(Saved data entries)
use std::time::Duration;

use async_trait::async_trait;

use super::Result;

/// Key-value/sorted-set store operations consumed by the cache protocol.
///
/// Sorted sets rank members by score ascending; "trim" keeps the
/// highest-scored members and "rev range" reads from the top. A key
/// whose collection becomes empty ceases to exist, and [`exists`]
/// reflects that - the protocol leans on key existence as its only
/// concurrency guard.
///
/// [`exists`]: Store::exists
#[async_trait]
pub trait Store: Send + Sync {
    /// Adds a member to a set.
    async fn set_add(&self, key: &str, member: &str) -> Result<()>;

    /// Removes a member from a set.
    async fn set_remove(&self, key: &str, member: &str) -> Result<()>;

    /// Returns all members of a set.
    async fn set_members(&self, key: &str) -> Result<Vec<String>>;

    /// Returns the cardinality of a set.
    async fn set_size(&self, key: &str) -> Result<u64>;

    /// Atomically removes and returns one arbitrary member of a set.
    async fn set_pop(&self, key: &str) -> Result<Option<String>>;

    /// Inserts `(score, member)` pairs into a sorted set, overwriting
    /// the scores of members already present.
    async fn sorted_insert(&self, key: &str, entries: &[(f64, String)]) -> Result<()>;

    /// Returns the cardinality of a sorted set.
    async fn sorted_size(&self, key: &str) -> Result<u64>;

    /// Discards the lowest-scored members so at most `max` remain.
    async fn sorted_trim(&self, key: &str, max: usize) -> Result<()>;

    /// Stores the rank-sum union of `sources` into `dest`. An empty
    /// union removes `dest`.
    async fn sorted_union(&self, dest: &str, sources: &[String]) -> Result<()>;

    /// Returns up to `limit` members, highest score first.
    async fn sorted_rev_range(&self, key: &str, limit: usize) -> Result<Vec<String>>;

    /// Appends a value to the tail of a list.
    async fn list_push(&self, key: &str, value: &str) -> Result<()>;

    /// Removes and returns the head of a list.
    async fn list_pop(&self, key: &str) -> Result<Option<String>>;

    /// Sets the key's time to live.
    async fn expire(&self, key: &str, ttl: Duration) -> Result<()>;

    /// Returns true if the key exists.
    async fn exists(&self, key: &str) -> Result<bool>;

    /// Removes a key.
    async fn delete(&self, key: &str) -> Result<()>;

    /// Returns all keys matching a glob pattern.
    async fn scan(&self, pattern: &str) -> Result<Vec<String>>;
}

### [Work order]
Every record shown above should be set down again exactly.

### [Output of the exercise]
use std::time::Duration;

use async_trait::async_trait;

use super::Result;

/// Key-value/sorted-set store operations consumed by the cache protocol.
///
/// Sorted sets rank members by score ascending; "trim" keeps the
/// highest-scored members and "rev range" reads from the top. A key
/// whose collection becomes empty ceases to exist, and [`exists`]
/// reflects that - the protocol leans on key existence as its only
/// concurrency guard.
///
/// [`exists`]: Store::exists
#[async_trait]
pub trait Store: Send + Sync {
    /// Adds a member to a set.
    async fn set_add(&self, key: &str, member: &str) -> Result<()>;

    /// Removes a member from a set.
    async fn set_remove(&self, key: &str, member: &str) -> Result<()>;

    /// Returns all members of a set.
    async fn set_members(&self, key: &str) -> Result<Vec<String>>;

    /// Returns the cardinality of a set.
    async fn set_size(&self, key: &str) -> Result<u64>;

    /// Atomically removes and returns one arbitrary member of a set.
    async fn set_pop(&self, key: &str) -> Result<Option<String>>;

    /// Inserts `(score, member)` pairs into a sorted set, overwriting
    /// the scores of members already present.
    async fn sorted_insert(&self, key: &str, entries: &[(f64, String)]) -> Result<()>;

    /// Returns the cardinality of a sorted set.
    async fn sorted_size(&self, key: &str) -> Result<u64>;

    /// Discards the lowest-scored members so at most `max` remain.
    async fn sorted_trim(&self, key: &str, max: usize) -> Result<()>;

    /// Stores the rank-sum union of `sources` into `dest`. An empty
    /// union removes `dest`.
    async fn sorted_union(&self, dest: &str, sources: &[String]) -> Result<()>;

    /// Returns up to `limit` members, highest score first.
    async fn sorted_rev_range(&self, key: &str, limit: usize) -> Result<Vec<String>>;

    /// Appends a value to the tail of a list.
    async fn list_push(&self, key: &str, value: &str) -> Result<()>;

    /// Removes and returns the head of a list.
    async fn list_pop(&self, key: &str) -> Result<Option<String>>;

    /// Sets the key's time to live.
    async fn expire(&self, key: &str, ttl: Duration) -> Result<()>;

    /// Returns true if the key exists.
    async fn exists(&self, key: &str) -> Result<bool>;

    /// Removes a key.
    async fn delete(&self, key: &str) -> Result<()>;

    /// Returns all keys matching a glob pattern.
    async fn scan(&self, pattern: &str) -> Result<Vec<String>>;
}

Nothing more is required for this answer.